__Exercise prompt__: Compute how many lines in the records below contain the string "movement" and give that number without other output.

[Saved data entries]
- Opening Delimiter -

use std::time::Duration;

use mine_crawl_core::{Command, Event, Rect, RoomId, Vec2};
use mine_crawl_system_transition::{
    find_mirror, resolve_arrival, rooms_involved, Transition, EDGE_MARGIN,
};
use mine_crawl_world::{self as world, query, World, WorldConfig};

fn world(tree_height: i32) -> World {
    World::new(&WorldConfig {
        tree_height,
        room_width: 950.0,
        room_height: 650.0,
        seed: 5,
        starting_keys: Vec::new(),
    })
    .expect("world")
}

fn pump(world: &mut World, transition: &mut Transition, command: Command) -> Vec<Event> {
    let mut log = Vec::new();
    let mut events = Vec::new();
    world::apply(world, command, &mut events);

    while !events.is_empty() {
        log.extend(events.iter().cloned());
        let layouts = query::room_layouts(world, &rooms_involved(&events));
        let mut commands = Vec::new();
        transition.handle(&events, &layouts, &mut commands);
        events.clear();
        for command in commands {
            world::apply(world, command, &mut events);
        }
    }
    log
}

#[test]
fn mirror_resolution_is_symmetric() {
    let world = world(3);
    let layouts = query::room_layouts(&world, &query::graph(&world).room_ids());

    for origin in layouts.iter() {
        for door in origin.doors.iter().filter(|door| !door.is_win()) {
            let destination = layouts
                .get(door.destination().expect("passage destination"))
                .expect("destination layout");
            let mirror = find_mirror(destination, origin.id).expect("mirror");
            assert_eq!(find_mirror(origin, destination.id), Some(door));
            assert_eq!(mirror.destination(), Some(origin.id));
        }
    }
}

#[test]
fn arrivals_stay_inside_and_clear_of_doors() {
    let world = world(3);
    let layouts = query::room_layouts(&world, &query::graph(&world).room_ids());

    for origin in layouts.iter() {
        for door in origin.doors.iter().filter(|door| !door.is_win()) {
            let destination = layouts
                .get(door.destination().expect("passage destination"))
                .expect("destination layout");
            let spawn = resolve_arrival(origin.id, Some(origin), door, destination);

            assert!(spawn.x >= EDGE_MARGIN && spawn.x <= destination.width - EDGE_MARGIN);
            assert!(spawn.y >= EDGE_MARGIN && spawn.y <= destination.height - EDGE_MARGIN);
            let bounds = Rect::centered(spawn, 20.0, 20.0);
            assert!(
                destination
                    .doors
                    .iter()
                    .all(|candidate| !bounds.intersects(candidate.area())),
                "arrival {spawn:?} in {:?} touches a door",
                destination.id
            );
        }
    }
}

#[test]
fn walking_through_a_door_changes_rooms() {
    let mut world = world(1);
    let mut transition = Transition::new();
    let root = RoomId::new(0);
    let _ = pump(
        &mut world,
        &mut transition,
        Command::EnterRoom {
            room: root,
            spawn: Vec2::new(395.0, 626.0),
        },
    );

    let log = pump(
        &mut world,
        &mut transition,
        Command::Tick {
            dt: Duration::from_millis(16),
            movement: Vec2::ZERO,
        },
    );

    assert!(log
        .iter()
        .any(|event| matches!(event, Event::DoorReached { room, .. } if *room == root)));
    assert_eq!(query::current_room(&world), Some(RoomId::new(1)));
    assert_eq!(
        query::player(&world).position(),
        Vec2::new(475.0, 52.0)
    );
}

#[test]
fn losing_every_room_leaves_no_current_room() {
    let mut world = world(0);
    let mut transition = Transition::new();
    let log = pump(
        &mut world,
        &mut transition,
        Command::CollapseRoom { room: RoomId::new(0) },
    );

    assert!(log.contains(&Event::CurrentRoomCollapsed { fallback: None }));
    assert_eq!(query::current_room(&world), None);
}

#[test]
fn collapse_relocates_to_a_remaining_leaf() {
    let mut world = world(1);
    let mut transition = Transition::new();
    let current = query::current_room(&world).expect("current");
    let _ = pump(&mut world, &mut transition, Command::CollapseRoom { room: current });

    let relocated = query::current_room(&world).expect("relocated");
    assert_ne!(relocated, current);
    assert!(query::graph(&world).children(relocated).is_empty());
    assert_eq!(query::player(&world).position(), Vec2::new(475.0, 325.0));
}
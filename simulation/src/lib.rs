#![deny(
    unsafe_code,
    missing_docs,
    dead_code,
    unused_results,
    non_snake_case,
    unreachable_pub
)]

//! Session orchestrator that drives the Mine Crawl world and its systems.

mod config;

use std::collections::VecDeque;
use std::time::Duration;

use mine_crawl_core::{
    Command, Event, EventSink, FrameSnapshot, InputFrame, Notice, Outcome, Renderer, RoomId,
};
use mine_crawl_system_encounter::{Config as EncounterConfig, Encounter};
use mine_crawl_system_leveling::Leveling;
use mine_crawl_system_transition::{self as transition, Transition};
use mine_crawl_world::{self as world, query, World};
use sha2::{Digest, Sha256};
use tracing::info;

pub use config::{ConfigError, SessionConfig};

const WORLD_STREAM: &str = "world";
const ENCOUNTER_STREAM: &str = "encounter";
const LEVELING_STREAM: &str = "leveling";

/// Events produced by a single [`Session::tick`].
#[derive(Clone, Debug, Default, PartialEq)]
pub struct TickReport {
    /// Every event the world emitted during the tick, in order.
    pub events: Vec<Event>,
    /// Terminal outcome reached during the tick, if any.
    pub outcome: Option<Outcome>,
}

/// A running Mine Crawl session.
#[derive(Debug)]
pub struct Session {
    world: World,
    encounter: Encounter,
    transition: Transition,
    leveling: Leveling,
    paused: bool,
}

impl Session {
    /// Builds the dungeon described by `config` and announces the start room.
    pub fn new(config: &SessionConfig) -> Result<Self, ConfigError> {
        let world_seed = derive_stream_seed(config.seed, WORLD_STREAM);
        let world = World::new(&config.world_config(world_seed))?;
        let encounter = Encounter::new(EncounterConfig::new(
            config.encounter,
            derive_stream_seed(config.seed, ENCOUNTER_STREAM),
        ));
        let leveling = Leveling::new(derive_stream_seed(config.seed, LEVELING_STREAM));

        let mut session = Self {
            world,
            encounter,
            transition: Transition::new(),
            leveling,
            paused: false,
        };
        let _ = session.pump(Command::BeginSession);
        info!(
            seed = config.seed,
            rooms = query::graph(&session.world).len(),
            "{}",
            query::welcome_banner(&session.world)
        );
        Ok(session)
    }

    /// Advances the session by `dt` using the sampled input.
    ///
    /// Paused and concluded sessions ignore the call. A pending perk selection
    /// is applied before the world advances.
    pub fn tick(
        &mut self,
        dt: Duration,
        input: &InputFrame,
        sink: &mut dyn EventSink,
    ) -> TickReport {
        if self.paused || self.outcome().is_some() {
            return TickReport::default();
        }

        let mut report = TickReport::default();
        if let Some(index) = input.selection {
            if query::open_offer(&self.world).is_some() {
                self.dispatch(Command::SelectPerk { index }, sink, &mut report);
            }
        }
        self.dispatch(
            Command::Tick {
                dt,
                movement: input.movement,
            },
            sink,
            &mut report,
        );
        report
    }

    /// Pauses or resumes the session, notifying the sink on every change.
    pub fn set_paused(&mut self, paused: bool, sink: &mut dyn EventSink) {
        if self.paused == paused {
            return;
        }
        self.paused = paused;
        sink.notify(if paused {
            Notice::Paused
        } else {
            Notice::Resumed
        });
    }

    /// Collapses `room` and its subtree, relocating the player when needed.
    pub fn collapse(&mut self, room: RoomId) -> Vec<Event> {
        self.pump(Command::CollapseRoom { room })
    }

    /// Terminal outcome reached by the session, if any.
    #[must_use]
    pub fn outcome(&self) -> Option<Outcome> {
        query::outcome(&self.world)
    }

    /// Read-only access to the authoritative world.
    #[must_use]
    pub fn world(&self) -> &World {
        &self.world
    }

    /// Captures the current frame.
    #[must_use]
    pub fn frame(&self) -> FrameSnapshot {
        query::frame(&self.world)
    }

    /// Hands the current frame to a renderer.
    pub fn render(&self, renderer: &mut dyn Renderer) {
        renderer.render(&self.frame());
    }

    fn dispatch(&mut self, command: Command, sink: &mut dyn EventSink, report: &mut TickReport) {
        let events = self.pump(command);
        for event in &events {
            if let Event::SessionConcluded { outcome } = event {
                if report.outcome.is_none() {
                    report.outcome = Some(*outcome);
                    sink.notify(Notice::from(*outcome));
                }
            }
        }
        report.events.extend(events);
    }

    fn pump(&mut self, command: Command) -> Vec<Event> {
        let mut log = Vec::new();
        let mut pending = VecDeque::from([command]);

        while let Some(command) = pending.pop_front() {
            let mut events = Vec::new();
            world::apply(&mut self.world, command, &mut events);
            if events.is_empty() {
                continue;
            }

            let mut commands = Vec::new();
            self.encounter.handle(&events, &mut commands);
            let rooms = transition::rooms_involved(&events);
            if !rooms.is_empty() {
                let layouts = query::room_layouts(&self.world, &rooms);
                self.transition.handle(&events, &layouts, &mut commands);
            }
            if events
                .iter()
                .any(|event| matches!(event, Event::PerkChoiceNeeded { .. }))
            {
                let pool = query::perk_choices(&self.world);
                self.leveling.handle(&events, &pool, &mut commands);
            }

            pending.extend(commands);
            log.extend(events);
        }
        log
    }
}

fn derive_stream_seed(seed: u64, label: &str) -> u64 {
    let mut hasher = Sha256::new();
    hasher.update(seed.to_le_bytes());
    hasher.update(label.as_bytes());
    let digest = hasher.finalize();
    let mut bytes = [0_u8; 8];
    bytes.copy_from_slice(&digest[..8]);
    u64::from_le_bytes(bytes)
}

#[cfg(test)]
mod tests {
    use super::*;

    fn session() -> Session {
        Session::new(&SessionConfig {
            seed: 11,
            tree_height: 1,
            ..SessionConfig::default()
        })
        .expect("session")
    }

    #[test]
    fn conclusions_notify_the_sink_once() {
        let mut session = session();
        let mut notices = Vec::new();
        let mut report = TickReport::default();
        session.dispatch(
            Command::Conclude {
                outcome: Outcome::Win,
            },
            &mut notices,
            &mut report,
        );
        session.dispatch(
            Command::Conclude {
                outcome: Outcome::GameOver,
            },
            &mut notices,
            &mut report,
        );

        assert_eq!(notices, vec![Notice::Win]);
        assert_eq!(report.outcome, Some(Outcome::Win));
        assert_eq!(session.outcome(), Some(Outcome::Win));

        let after = session.tick(Duration::from_millis(16), &InputFrame::default(), &mut notices);
        assert_eq!(after, TickReport::default());
    }

    #[test]
    fn stream_seeds_differ_per_label() {
        assert_ne!(
            derive_stream_seed(1, WORLD_STREAM),
            derive_stream_seed(1, ENCOUNTER_STREAM)
        );
        assert_eq!(
            derive_stream_seed(9, LEVELING_STREAM),
            derive_stream_seed(9, LEVELING_STREAM)
        );
    }
}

- Closing Delimiter -

__Result of the task__: 2